• This Is Not My Father’s World

    We see the headlines all the time – record unemployment, increasing
    hunger and poverty, environmental disasters, etc. Despite what some
    might tell you, none of these things are caused by gay marriage or
    abortion. In fact, couples and single mothers who don’t or can’t have
    children are the absolute least of our problems, in a very specific
    way. The rate at which people are procreating is staggering, and a
    bigger problem than anyone realizes, mainly due to evolutionary
    technology that constantly brings us closer together while
    simultaneously making the world seem smaller.

    It’s anything but…

    The world’s population hit the one billion mark in 1804. It took from
    the dawn of time, not matter how many years you consider that to be,
    until 1804 for the world’s living human population to reach one
    billion. We added our 2nd billion in 1927, right around the time of
    the market crash that forced the Great Depression. So, for those of
    you playing at home, it took us from the dawn of time until 1804 to
    achieve one billion inhabitants, and only 123 years to achieve the 2nd
    billion. My grandfather would be born 5 years later in 1932.

    We jump forward to 1956, the birth of both my mother and my father,
    just 4 years before the world population would hit the three billion
    mark. So far, the last 150 years going back from this point had netted
    a world population growth of 200%. However, it was only at this point,
    starting just 53 years ago from the present day, that our growth
    really began to explode. Keep in mind it took us 123 years to add the
    2nd billion, but only 33 years to add the 3rd billion.
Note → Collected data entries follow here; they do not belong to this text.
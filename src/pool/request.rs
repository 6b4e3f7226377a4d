//! Stream requests

use std::fmt;

use crate::relay::naming::{MAIN_SUFFIX, SUB_SUFFIX};

/// Which of a camera's streams to open
#[derive(Debug, Clone, Copy, PartialEq, Eq, Hash, Default)]
pub enum StreamVariant {
    /// Primary, full resolution
    #[default]
    Main,
    /// Secondary, reduced resolution
    Sub,
}

impl StreamVariant {
    /// Suffix appended to the camera name
    pub fn suffix(self) -> &'static str {
        match self {
            StreamVariant::Main => MAIN_SUFFIX,
            StreamVariant::Sub => SUB_SUFFIX,
        }
    }
}

/// A consumer's request for a camera stream
#[derive(Debug, Clone, PartialEq, Eq, Hash)]
pub struct CameraStreamRequest {
    /// Camera name; the pool key
    pub camera: String,
    /// Requested stream
    pub variant: StreamVariant,
}

impl CameraStreamRequest {
    /// Create a request
    pub fn new(camera: impl Into<String>, variant: StreamVariant) -> Self {
        Self {
            camera: camera.into(),
            variant,
        }
    }

    /// Request the primary stream
    pub fn main(camera: impl Into<String>) -> Self {
        Self::new(camera, StreamVariant::Main)
    }

    /// Request the secondary stream
    pub fn sub(camera: impl Into<String>) -> Self {
        Self::new(camera, StreamVariant::Sub)
    }

    /// Stream name on the server
    pub fn stream_name(&self) -> String {
        format!("{}{}", self.camera, self.variant.suffix())
    }
}

impl fmt::Display for CameraStreamRequest {
    fn fmt(&self, f: &mut fmt::Formatter<'_>) -> fmt::Result {
        f.write_str(&self.stream_name())
    }
}
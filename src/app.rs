use axum::{
    extract::State,
    http::{
        header::{AUTHORIZATION, CONTENT_TYPE},
        HeaderName, Method, StatusCode,
    },
    response::IntoResponse,
    routing::{get, post},
    Json, Router,
};
use serde_json::{json, Value};
use tower::ServiceBuilder;
use tower_http::{
    cors::{Any, CorsLayer},
    trace::TraceLayer,
};

use crate::handlers::admin;
use crate::state::AppState;

pub fn app(state: AppState) -> Router {
    Router::new()
        .route("/", get(root))
        .route("/health", get(health))
        .merge(admin_routes())
        .layer(
            ServiceBuilder::new()
                .layer(TraceLayer::new_for_http())
                .layer(cors_layer()),
        )
        .with_state(state)
}

fn admin_routes() -> Router<AppState> {
    Router::new()
        .route("/admin/bootstrap", post(admin::bootstrap_post))
        .route("/admin/grants", get(admin::list_get))
        .route("/admin/grants/add", post(admin::add_post))
        .route("/admin/grants/remove", post(admin::remove_post))
}

/// Preflight and simple-request CORS: any origin, plus the headers the
/// hosted platform's browser clients send alongside the bearer token.
fn cors_layer() -> CorsLayer {
    CorsLayer::new()
        .allow_origin(Any)
        .allow_methods([Method::GET, Method::POST, Method::OPTIONS])
        .allow_headers([
            AUTHORIZATION,
            CONTENT_TYPE,
            HeaderName::from_static("apikey"),
            HeaderName::from_static("x-client-info"),
        ])
}

async fn root() -> Json<Value> {
    let version = env!("CARGO_PKG_VERSION");

    Json(json!({
        "name": "Motorlot Admin API",
        "version": version,
        "description": "Admin authorization and bootstrap service for the Motorlot marketplace",
        "endpoints": {
            "bootstrap": "POST /admin/bootstrap (public, idempotent)",
            "list": "GET /admin/grants (public read)",
            "add": "POST /admin/grants/add (admin only)",
            "remove": "POST /admin/grants/remove (admin only)",
            "health": "GET /health",
        }
    }))
}

async fn health(State(state): State<AppState>) -> impl IntoResponse {
    let now = chrono::Utc::now();

    match state.grants.ping().await {
        Ok(()) => (
            StatusCode::OK,
            Json(json!({
                "status": "ok",
                "timestamp": now,
                "backend": "ok",
            })),
        ),
        Err(e) => {
            tracing::warn!("health probe failed: {}", e);
            (
                StatusCode::SERVICE_UNAVAILABLE,
                Json(json!({
                    "status": "degraded",
                    "timestamp": now,
                    "backend": "unreachable",
                })),
            )
        }
    }
}
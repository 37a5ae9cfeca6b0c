use std::sync::Arc;

use uuid::Uuid;

use crate::provider::{GrantStore, IdentityDirectory, ProviderError};

/// Idempotently ensures the designated root administrator identity exists
/// and holds an admin grant.
pub struct BootstrapService {
    directory: Arc<dyn IdentityDirectory>,
    grants: Arc<dyn GrantStore>,
    root_email: String,
    root_password: String,
}

impl BootstrapService {
    pub fn new(
        directory: Arc<dyn IdentityDirectory>,
        grants: Arc<dyn GrantStore>,
        root_email: String,
        root_password: String,
    ) -> Self {
        Self { directory, grants, root_email, root_password }
    }

    /// Repeated and concurrent invocations converge on the same identity id
    /// with exactly one grant row behind it.
    pub async fn ensure_default_admin(&self) -> Result<Uuid, ProviderError> {
        let identity = match self.directory.find_by_email(&self.root_email).await? {
            Some(existing) => existing,
            None => match self.directory.create(&self.root_email, &self.root_password).await {
                Ok(created) => {
                    tracing::info!(user_id = %created.id, "created root administrator identity");
                    created
                }
                // A concurrent bootstrap won the creation race; fall back to
                // the lookup path.
                Err(ProviderError::DuplicateEmail) => self
                    .directory
                    .find_by_email(&self.root_email)
                    .await?
                    .ok_or_else(|| {
                        ProviderError::Inconsistent(
                            "root identity missing after duplicate-email conflict".into(),
                        )
                    })?,
                Err(e) => return Err(e),
            },
        };

        if self.grants.insert_if_absent(identity.id).await? {
            tracing::info!(user_id = %identity.id, "granted root administrator privilege");
        }
        Ok(identity.id)
    }
}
    We added the 4th billion just 14 years later, in 1974, the year my
    parents graduated from high school. I would be born three years later,
    and the population would have already grown by a quarter of a billion
    in those three short years. 1987 would bring the 5th billion, just 13
    years since the last milestone.

    We celebrated 6,000,000,000 Day on October 12, 1999, 12 years since
    the five billion mark. Seven billion came 11 years later, in 2011. We
    currently sit at approximately 7.2 billion souls as of this writing.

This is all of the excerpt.